Section 3 - Saturday morning, early; outside Ed-Center I

  By 8:30AM Saturday the sun had been up for a while, signaling to anyone interested that the day was going to continue to be a pretty one. Not so for Herf who trudged back down the path; he’d needed a flashlight to trudge up “just” eight and a half hours earlier.

  It didn’t really register with him that the birds were happy or that the squirrels were happy; he even missed that the joggers and their dogs were happy at that somewhat early hour. Herf was finally accepting how unhappy he was. And that he was choosing to end his four year forced-patience streak. He was letting the long repressed real scowls out.

  But finally getting honest with his feelings wasn’t sufficient. He was getting angry and he was liking it. It kind of scared him and that was the real problem. He had no idea who he could turn to, who would sympathize with his predicament. The few friends he had were “online” and mostly out of work. They thought he was one of the lucky ones.

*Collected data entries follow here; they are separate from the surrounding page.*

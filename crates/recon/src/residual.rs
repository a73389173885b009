use std::collections::{BTreeMap, BTreeSet};

use crate::error::ReconError;
use crate::model::{
    add_cents, LeadSheetId, MatchResult, NormalizedDataset, OrphanedTransaction, Residual, ResidualRow,
    TransactionKey,
};

/// Locate where the not-found transactions of one direction were posted.
///
/// Every row carrying a not-found transaction number outside the source lead
/// sheet is grouped by (lead sheet, account name). Rows without a lead sheet
/// group under a blank lead, sorted after the numbered ones; a plain
/// group-by on the two keys would drop those rows and hide where the amount
/// went. Not-found transactions with no rows outside the source are returned
/// as orphaned.
pub fn summarize_residual(
    ledger: &NormalizedDataset,
    matches: &[MatchResult],
    source: LeadSheetId,
) -> Result<Residual, ReconError> {
    let not_found: BTreeSet<&TransactionKey> = matches
        .iter()
        .filter(|m| !m.is_found())
        .map(|m| &m.transaction_number)
        .collect();

    if not_found.is_empty() {
        return Ok(Residual::default());
    }

    // (blank lead last, lead, account name) -> (rows, cents)
    let mut groups: BTreeMap<(bool, Option<LeadSheetId>, String), (usize, i64)> = BTreeMap::new();
    let mut posted_elsewhere: BTreeSet<&TransactionKey> = BTreeSet::new();

    for row in ledger.rows() {
        if row.lead_sheet == Some(source) || !not_found.contains(&row.transaction_number) {
            continue;
        }
        posted_elsewhere.insert(&row.transaction_number);
        let entry = groups
            .entry((row.lead_sheet.is_none(), row.lead_sheet, row.account_name.clone()))
            .or_insert((0, 0));
        entry.0 += 1;
        entry.1 = add_cents(entry.1, row.amount_cents, || {
            format!("residual for account '{}'", row.account_name)
        })?;
    }

    let rows: Vec<ResidualRow> = groups
        .into_iter()
        .map(|((_, lead_sheet, account_name), (record_count, amount_cents))| ResidualRow {
            lead_sheet,
            account_name,
            record_count,
            amount_cents,
        })
        .collect();

    let orphaned: Vec<OrphanedTransaction> = matches
        .iter()
        .filter(|m| !m.is_found() && !posted_elsewhere.contains(&m.transaction_number))
        .map(|m| OrphanedTransaction {
            transaction_number: m.transaction_number.clone(),
            record_count: m.record_count,
            amount_cents: m.amount_cents,
        })
        .collect();

    if !orphaned.is_empty() {
        log::debug!(
            "lead sheet {source}: {} not-found transactions have no postings elsewhere",
            orphaned.len()
        );
    }

    Ok(Residual { rows, orphaned })
}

  So sure, he was lucky: he’d attained a 14 gourmet-cup caffeine-induced jittery stupor; and then he’d set the ISD’s computer-world to rights in only a few hours. He should feel more than “lucky;” he knew he should be on top of the world after such a magnificent disaster-recovery. But he didn’t; he wasn’t. He felt deeper than ever in a pit he’d realized was of his own making. And that made him feel even worse.

  Which gave him a sudden frightening confidence: confidence he possessed sufficient rope at home; confidence it was of sufficient strength. However, he wasn’t so confident in the strength of his living room’s (pseudo, he wondered?) ceiling beams. So rather than continue on home he did a full-body 9-1-1 and drove to the nearest Emergency Room.

  His mental fire needed no more fuel but he couldn’t help thinking how, come Monday, his ISD would’ve viewed such desperate, self-destructive actions as the ones he’d envisioned just now as more of a technical-communications inconvenience rather than a “human tragedy.” His tragedy. That was how low the kid-caused nightmare in the computer lab had taken Hereford Bolton IV by Saturday morning.